In 1932 the first new university building – the Faculty of Law, which is still there today – was opened. But the big plans were not fulfilled: this building would be the only one. Economic crisis took hold, so work on the Faculty of Arts, the next on the list, was never even begun.
Hard (post-) wartime
Regrettably the building of the Faculty of Law was soon serving non-educational purposes. In 1939 the Nazis ordered the closure of the Czech universities.
“Every non-democratic regime keeps an eye on the meetings of educated people," explains Jiřina Kalendovská of Masaryk University Archives. “By the time the Germans arrived in Brno their informers had provided them with lists of people to whom they should pay particular attention."
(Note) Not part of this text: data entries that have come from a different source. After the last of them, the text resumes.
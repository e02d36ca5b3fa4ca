/// Command-line arguments of the sphere binary
use clap::Parser;

use crate::sphere::{CameraMode, GyroAxisOrientation, SphereOptions, MAX_INTERACTIVE_LATITUDE};
use crate::AppConfig;

#[derive(Parser, Debug)]
#[command(name = "lib3d-terminal", about = "Spinning sphere with a gyroscope axis, drawn in the terminal")]
pub struct Args {
    /// Target frame rate
    #[arg(long, default_value_t = AppConfig::default().target_fps)]
    pub fps: u32,

    /// Start with the spin stopped
    #[arg(long)]
    pub paused: bool,

    /// Gyroscope latitude in degrees
    #[arg(long, default_value_t = 45.0, value_parser = parse_latitude, allow_negative_numbers = true)]
    pub latitude: f32,

    /// Put the camera above the gyroscope, spinning with the sphere
    #[arg(long, conflicts_with = "camera")]
    pub overhead: bool,

    /// Static camera latitude and rotation in degrees
    #[arg(long, value_name = "LAT,ROT", value_parser = parse_camera, allow_hyphen_values = true)]
    pub camera: Option<(f32, f32)>,

    /// Draw the gyroscope axis tangent to the surface
    #[arg(long)]
    pub horizontal: bool,
}

impl Args {
    pub fn app_config(&self) -> AppConfig {
        AppConfig {
            target_fps: self.fps,
            start_paused: self.paused,
        }
    }

    pub fn sphere_options(&self) -> SphereOptions {
        let defaults = SphereOptions::default();
        let camera_mode = match (self.overhead, self.camera) {
            (true, _) => CameraMode::Overhead,
            (false, Some((latitude_deg, rotation_deg))) => CameraMode::Static {
                latitude_deg,
                rotation_deg,
            },
            (false, None) => defaults.camera_mode,
        };
        SphereOptions {
            latitude_deg: self.latitude,
            camera_mode,
            gyro_axis: if self.horizontal {
                GyroAxisOrientation::Horizontal
            } else {
                GyroAxisOrientation::Vertical
            },
        }
    }
}

fn parse_degrees(value: &str, limit: f32) -> Result<f32, String> {
    let degrees: f32 = value
        .trim()
        .parse()
        .map_err(|_| format!("not a number: {}", value))?;
    if !(-limit..=limit).contains(&degrees) {
        return Err(format!("{} is outside ±{}°", degrees, limit));
    }
    Ok(degrees)
}

fn parse_latitude(value: &str) -> Result<f32, String> {
    parse_degrees(value, MAX_INTERACTIVE_LATITUDE)
}

fn parse_camera(value: &str) -> Result<(f32, f32), String> {
    let (latitude, rotation) = value
        .split_once(',')
        .ok_or_else(|| format!("expected LAT,ROT, got {}", value))?;
    Ok((parse_latitude(latitude)?, parse_degrees(rotation, 360.0)?))
}

#[cfg(test)]
mod tests {
    use super::*;

    #[test]
    fn test_defaults() {
        let args = Args::try_parse_from(["lib3d-terminal"]).unwrap();
        assert_eq!(args.app_config(), AppConfig::default());
        assert_eq!(args.sphere_options(), SphereOptions::default());
    }

    #[test]
    fn test_flags_map_to_options() {
        let args = Args::try_parse_from([
            "lib3d-terminal",
            "--fps",
            "60",
            "--paused",
            "--latitude",
            "30",
            "--overhead",
            "--horizontal",
        ])
        .unwrap();
        assert_eq!(
            args.app_config(),
            AppConfig {
                target_fps: 60,
                start_paused: true
            }
        );
        let options = args.sphere_options();
        assert_eq!(options.latitude_deg, 30.0);
        assert_eq!(options.camera_mode, CameraMode::Overhead);
        assert_eq!(options.gyro_axis, GyroAxisOrientation::Horizontal);
    }

    #[test]
    fn test_camera_pair() {
        let args = Args::try_parse_from(["lib3d-terminal", "--camera", "-10,200"]).unwrap();
        assert_eq!(
            args.sphere_options().camera_mode,
            CameraMode::Static {
                latitude_deg: -10.0,
                rotation_deg: 200.0
            }
        );
        assert!(Args::try_parse_from(["lib3d-terminal", "--camera", "10"]).is_err());
        assert!(Args::try_parse_from(["lib3d-terminal", "--camera", "10,400"]).is_err());
        assert!(Args::try_parse_from(["lib3d-terminal", "--camera", "10,20", "--overhead"]).is_err());
    }

    #[test]
    fn test_rejects_bad_latitude_and_unknown_flags() {
        assert!(Args::try_parse_from(["lib3d-terminal", "--latitude", "95"]).is_err());
        assert!(Args::try_parse_from(["lib3d-terminal", "--latitude", "-85"]).is_ok());
        assert!(Args::try_parse_from(["lib3d-terminal", "--latitude"]).is_err());
        assert!(Args::try_parse_from(["lib3d-terminal", "--spin"]).is_err());
    }
}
These lists contained the names of many students and teachers at the university, some of whom were active in the resistance, some of whom were returned to the Faculty of Law building against their will – for this was the place where the Nazis conducted their interrogations. The Gestapo adapted the vacated lecture halls to their needs, while their administration was managed from staff rooms and classrooms.
Václav Neumann, then Rector of the University, estimated the damage caused to the university by acts of war at 14.5 million Czechoslovak crowns. To account for losses of physical resources, it is necessary to multiply this sum by at least three. Worse than the loss of property was the loss of life. It is difficult to account for this in numbers, as information is incomplete. It is known that the Faculty of Science lost one quarter of its teaching staff. In May 1942 the Nazis carried out the collective execution of many of the university's associate professors and professors at Mauthausen.
The advent of the communist regime was followed by more purges against and limitations on universities. For instance, 46% of students at the Faculty of Law were forced to abandon their studies. But the communist era was also a bringer of good things – the Faculty of Education was added to the university family, and in 1958 cardiac surgeon Jan Navrátil performed central Europe's first heart procedure with extracorporeal circulation, by a method that today is used in most heart surgery.
Post-revolution boom
After November 1989 the university underwent a phase of rapid development. (Incidentally, many of its students were actively involved in the collapse of the old regime.) Gradually the school grew to comprise nine faculties, including the Faculty of Economics and Administration, which as the first one founded after the revolution is practically the same age as the Czech market economy. The university launched a pioneering information system. In place of the never-finished Academic Quarter it now has a new campus in Bohunice, the outcome of many decades of discussion. For 95 years old, the university is in pretty good shape.